Adhie menilai, ada yang menganggap pidana yang menjerat Wakil Ketua KPK Bambang Widjojanto dan pelaporan Wakil Ketua KPK Adnan Pandu Praja ke Bareskrim merupakan salah satu upaya untuk meredam penyelidikan SKL BLBI.

"Tentu saja ini harus dibuktikan karena itu pentingnya tim pencari fakta itu untuk ini. Sekarang kan rumornya justru PDI Perjuangan yang against (melawan) KPK menggunakan Istana dan polisi juga untuk menyerang KPK," ujar Adhie.

SKL dikeluarkan BPPN berdasarkan Instruksi Presiden Nomor 8 Tahun 2002. Saat itu, Presiden yang menjabat adalah Megawati Soekarnoputri yang adalah Ketua Umum PDI Perjuangan. Berdasarkan inpres tersebut, debitor BLBI dianggap sudah menyelesaikan utang walaupun hanya 30 persen dari jumlah kewajiban pemegang saham (JKPS) dalam bentuk tunai dan 70 persen dibayar dengan sertifikat bukti hak kepada BPPN.

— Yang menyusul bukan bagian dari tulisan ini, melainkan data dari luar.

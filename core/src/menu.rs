// SPDX-License-Identifier: MIT OR Apache-2.0

//! Game selection menu
//!
//! A vertical list of centred labels with a highlight bar, driven by
//! Up/Down (or W/S), mouse hover, Enter and clicks. The same list type backs
//! the pause overlay.

use tracing::debug;

use crate::layout::{BoardKind, GridSize};
use crate::palette;
use crate::surface::{Key, Point, PointerButton, Rect, Surface};
use crate::wrap::TextMeasure;

pub const MENU_TITLE: &str = "Board Games";
pub const MENU_WIDTH: u32 = 600;
pub const MENU_HEIGHT: u32 = 400;

const HIGHLIGHT_PADDING: f32 = 10.0;
/// Extra highlight width on top of the padding, room for the arrow
const ARROW_ROOM: f32 = 30.0;

/// Entries of the main menu
#[derive(Debug, Clone, Copy, PartialEq, Eq, Hash)]
pub enum MenuOption {
    Morris,
    Go9,
    Go13,
    Go19,
    Quit,
}

impl MenuOption {
    pub const ALL: [MenuOption; 5] = [
        MenuOption::Morris,
        MenuOption::Go9,
        MenuOption::Go13,
        MenuOption::Go19,
        MenuOption::Quit,
    ];

    pub fn label(&self) -> &'static str {
        match self {
            MenuOption::Morris => "Nine Men's Morris",
            MenuOption::Go9 => "Go (9x9)",
            MenuOption::Go13 => "Go (13x13)",
            MenuOption::Go19 => "Go (19x19)",
            MenuOption::Quit => "Quit",
        }
    }

    /// Board to open for this entry, `None` for Quit
    pub fn board_kind(&self) -> Option<BoardKind> {
        match self {
            MenuOption::Morris => Some(BoardKind::FixedTopology),
            MenuOption::Go9 => Some(BoardKind::Grid(GridSize::NINE)),
            MenuOption::Go13 => Some(BoardKind::Grid(GridSize::THIRTEEN)),
            MenuOption::Go19 => Some(BoardKind::Grid(GridSize::NINETEEN)),
            MenuOption::Quit => None,
        }
    }
}

/// Where a menu list sits inside its window
#[derive(Debug, Clone, Copy, PartialEq)]
pub struct MenuGeometry {
    /// Width the title, items and hint are centred in
    pub width: f32,
    pub title_y: f32,
    pub title_font: f32,
    /// Top of the first item's text
    pub start_y: f32,
    pub item_font: f32,
    pub item_height: f32,
    pub hint_y: f32,
    pub hint_font: f32,
}

impl MenuGeometry {
    /// Geometry of the 600x400 main menu window
    pub fn main_menu() -> Self {
        Self {
            width: MENU_WIDTH as f32,
            title_y: 60.0,
            title_font: 40.0,
            start_y: 140.0,
            item_font: 24.0,
            item_height: 40.0,
            hint_y: 360.0,
            hint_font: 16.0,
        }
    }
}

/// Selectable list of options with a title and a hint line
#[derive(Debug, Clone)]
pub struct MenuList<T> {
    title: &'static str,
    hint: &'static str,
    items: Vec<(T, &'static str)>,
    selected: usize,
    geometry: MenuGeometry,
}

impl<T: Copy + std::fmt::Debug> MenuList<T> {
    /// # Panics
    ///
    /// Panics if `items` is empty.
    pub fn new(
        title: &'static str,
        hint: &'static str,
        items: Vec<(T, &'static str)>,
        geometry: MenuGeometry,
    ) -> Self {
        assert!(!items.is_empty(), "a menu needs at least one item");
        Self {
            title,
            hint,
            items,
            selected: 0,
            geometry,
        }
    }

    pub fn selected(&self) -> T {
        self.items[self.selected].0
    }

    pub fn selected_index(&self) -> usize {
        self.selected
    }

    pub fn len(&self) -> usize {
        self.items.len()
    }

    pub fn is_empty(&self) -> bool {
        self.items.is_empty()
    }

    /// Apply this frame's input; returns the option confirmed this frame
    pub fn handle_input<S: Surface>(&mut self, surface: &S) -> Option<T> {
        let count = self.items.len();
        if surface.is_key_pressed(Key::Up) || surface.is_key_pressed(Key::W) {
            self.selected = (self.selected + count - 1) % count;
        }
        if surface.is_key_pressed(Key::Down) || surface.is_key_pressed(Key::S) {
            self.selected = (self.selected + 1) % count;
        }

        let hovered = surface
            .pointer_position()
            .and_then(|pointer| self.item_at(surface, pointer));
        if let Some(index) = hovered {
            self.selected = index;
        }

        let clicked = hovered.is_some() && surface.is_pointer_pressed(PointerButton::Primary);
        if clicked || surface.is_key_pressed(Key::Enter) {
            let option = self.selected();
            debug!(option = ?option, menu = self.title, "Menu option confirmed");
            return Some(option);
        }
        None
    }

    /// Hit area of item `index`; also where its highlight bar is drawn
    pub fn item_bounds<M: TextMeasure + ?Sized>(&self, index: usize, measure: &M) -> Rect {
        let g = &self.geometry;
        let text_width = measure.text_width(self.items[index].1, g.item_font);
        let bar_width = text_width + HIGHLIGHT_PADDING * 2.0 + ARROW_ROOM;
        let y = g.start_y + index as f32 * g.item_height;
        Rect::new((g.width - bar_width) / 2.0, y - 5.0, bar_width, g.item_height - 5.0)
    }

    fn item_at<M: TextMeasure + ?Sized>(&self, measure: &M, pointer: Point) -> Option<usize> {
        (0..self.items.len()).find(|&i| self.item_bounds(i, measure).contains(pointer))
    }

    /// Draw title, items and hint; the caller owns the frame and background
    pub fn draw<S: Surface>(&self, surface: &mut S) {
        let g = self.geometry;

        let title_width = surface.text_width(self.title, g.title_font);
        surface.text(
            self.title,
            Point::new((g.width - title_width) / 2.0, g.title_y),
            g.title_font,
            palette::MENU_TITLE,
        );

        for (index, (_, label)) in self.items.iter().enumerate() {
            let y = g.start_y + index as f32 * g.item_height;
            let text_width = surface.text_width(label, g.item_font);
            let at = Point::new((g.width - text_width) / 2.0, y);

            if index == self.selected {
                let bar = self.item_bounds(index, &*surface);
                surface.rect_filled(bar, palette::MENU_HIGHLIGHT);
                surface.text(
                    ">",
                    Point::new(bar.x + HIGHLIGHT_PADDING, y),
                    g.item_font,
                    palette::MENU_SELECTED,
                );
                surface.text(label, at, g.item_font, palette::MENU_SELECTED);
            } else {
                surface.text(label, at, g.item_font, palette::MENU_TEXT);
            }
        }

        let hint_width = surface.text_width(self.hint, g.hint_font);
        surface.text(
            self.hint,
            Point::new((g.width - hint_width) / 2.0, g.hint_y),
            g.hint_font,
            palette::MENU_HINT,
        );
    }
}

/// The game selection menu
pub fn main_menu() -> MenuList<MenuOption> {
    MenuList::new(
        "BOARD GAMES",
        "Up/Down: Select    Enter: Confirm",
        MenuOption::ALL.iter().map(|o| (*o, o.label())).collect(),
        MenuGeometry::main_menu(),
    )
}

/// Size the window for the main menu and return a fresh menu
pub fn open_main_menu<S: Surface>(surface: &mut S) -> MenuList<MenuOption> {
    surface.configure_window(MENU_TITLE, MENU_WIDTH, MENU_HEIGHT);
    main_menu()
}

/// Draw one complete main menu frame
pub fn render_main_menu<S: Surface>(menu: &MenuList<MenuOption>, surface: &mut S) {
    surface.begin_frame();
    surface.clear(palette::MENU_BACKGROUND);
    menu.draw(surface);
    surface.end_frame();
}

#[cfg(test)]
mod tests {
    use super::*;
    use crate::test_util::{DrawCall, RecordingSurface};

    fn item_center(menu: &MenuList<MenuOption>, index: usize) -> Point {
        let r = menu.item_bounds(index, &RecordingSurface::new());
        Point::new(r.x + r.width / 2.0, r.y + r.height / 2.0)
    }

    #[test]
    fn test_keyboard_navigation_wraps() {
        let mut menu = main_menu();
        let mut surface = RecordingSurface::new();

        surface.press_key(Key::Up);
        assert_eq!(menu.handle_input(&surface), None);
        assert_eq!(menu.selected(), MenuOption::Quit);

        surface.next_frame();
        surface.press_key(Key::S);
        menu.handle_input(&surface);
        assert_eq!(menu.selected(), MenuOption::Morris);

        surface.next_frame();
        surface.press_key(Key::Down);
        menu.handle_input(&surface);
        surface.next_frame();
        surface.press_key(Key::W);
        menu.handle_input(&surface);
        assert_eq!(menu.selected(), MenuOption::Morris);
    }

    #[test]
    fn test_enter_confirms_selection() {
        let mut menu = main_menu();
        let mut surface = RecordingSurface::new();
        surface.press_key(Key::Down);
        surface.press_key(Key::Enter);
        assert_eq!(menu.handle_input(&surface), Some(MenuOption::Go9));
    }

    #[test]
    fn test_hover_selects_and_click_confirms() {
        let mut menu = main_menu();
        let mut surface = RecordingSurface::new();

        surface.hover(item_center(&menu, 3));
        assert_eq!(menu.handle_input(&surface), None);
        assert_eq!(menu.selected(), MenuOption::Go19);

        surface.click_at(item_center(&menu, 2));
        assert_eq!(menu.handle_input(&surface), Some(MenuOption::Go13));
    }

    #[test]
    fn test_click_outside_items_does_nothing() {
        let mut menu = main_menu();
        let mut surface = RecordingSurface::new();
        surface.click_at(Point::new(5.0, 5.0));
        assert_eq!(menu.handle_input(&surface), None);
        assert_eq!(menu.selected(), MenuOption::Morris);
    }

    #[test]
    fn test_board_kinds() {
        assert_eq!(MenuOption::Morris.board_kind(), Some(BoardKind::FixedTopology));
        assert_eq!(MenuOption::Go13.board_kind(), Some(BoardKind::Grid(GridSize::THIRTEEN)));
        assert_eq!(MenuOption::Quit.board_kind(), None);
    }

    #[test]
    fn test_render_main_menu() {
        let mut surface = RecordingSurface::new();
        let menu = open_main_menu(&mut surface);
        assert_eq!(surface.window, Some((MENU_TITLE.to_string(), 600, 400)));

        render_main_menu(&menu, &mut surface);
        let frame = &surface.presented[0];
        assert_eq!(frame[0], DrawCall::Clear(palette::MENU_BACKGROUND));

        let texts: Vec<&str> = frame
            .iter()
            .filter_map(|c| match c {
                DrawCall::Text { text, .. } => Some(text.as_str()),
                _ => None,
            })
            .collect();
        assert_eq!(texts[0], "BOARD GAMES");
        assert!(texts.contains(&">"));
        assert!(texts.contains(&"Go (19x19)"));
        assert_eq!(*texts.last().unwrap(), "Up/Down: Select    Enter: Confirm");

        let bars = frame
            .iter()
            .filter(|c| matches!(c, DrawCall::RectFilled { color: palette::MENU_HIGHLIGHT, .. }))
            .count();
        assert_eq!(bars, 1);
    }

    #[test]
    fn test_title_is_centered() {
        let mut surface = RecordingSurface::new();
        main_menu().draw(&mut surface);
        match &surface.frame[0] {
            DrawCall::Text { text, at, font_size, .. } => {
                assert_eq!(text, "BOARD GAMES");
                // 11 chars * 20px
                assert_eq!(*font_size, 40.0);
                assert!((at.x - (600.0 - 220.0) / 2.0).abs() < 1e-3);
            }
            other => panic!("expected title, got {:?}", other),
        }
    }
}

Tercatat beberapa nama konglomerat papan atas, seperti Sjamsul Nursalim, The Nin King, dan Bob Hasan, yang telah mendapatkan SKL dan sekaligus release and discharge dari pemerintah. Padahal, Inpres No 8/2002 yang menjadi dasar kejaksaan mengeluarkan SP3 itu bertentangan dengan sejumlah aturan hukum, seperti UU No 31/1999 tentang Pemberantasan Tindak Pidana Korupsi.

Para Penerima SKL BLBI berdasarkan Penandatangan Master of Settlement and Acquisition Agreement (MSAA) diantaranya adalah Anthony Salim dari Salim Grup (Bank Central Asia / BCA). Nilainya mencapai Rp 52,727 triliun. Surat Keterangan Lunas (SKL) terbit Maret 2004.

Ada juga Sjamsul Nursalim dari Bank Dagang Nasional Indonesia/BDNI. Nilainya Rp 27,4 triliun. Surat lunas terbit pada April 2004. Aset yang diserahkan di antaranya PT Dipasena (laku Rp 2,3 triliun), GT Petrochem dan GT Tire (laku Rp 1,83 triliun). Kejaksaan Agung menghadiahinya surat perintah penghentian penyidikan (SP3).

Ada juga Mohammad ´Bob´ Hasan dari Bank Umum Nasional. Nilainya Rp 5,34 triliun. Bos Grup Nusamba ini menyerahkan 31 aset dalam perusahaan, terrmasuk 14,5% saham di PT Tugu Pratama Indonesia. Ada juga Sudwikatmono dari Bank Surya. Nilainya Rp 1,9 triliun, SKL terbit akhir 2003. Ibrahim Risjad (Bank Risjad Salim Internasional) Rp 664 miliar, SKL terbit akhir 2003.

Sebelumnya KPK menyatakan masih membutuhkan keterangan sejumlah pihak terkait penyelidikan dugaan korupsi ini. Sebab, KPK menemukan sejumlah masalah dalam penerbitan SKL. Salah satunya, terkait ketidaksesuaian antara jaminan yang diberikan obligor kepada Badan Penyehatan Perbankan Nasional (BPPN). Namun, BPPN tetap memberikan SKL kepada obligor.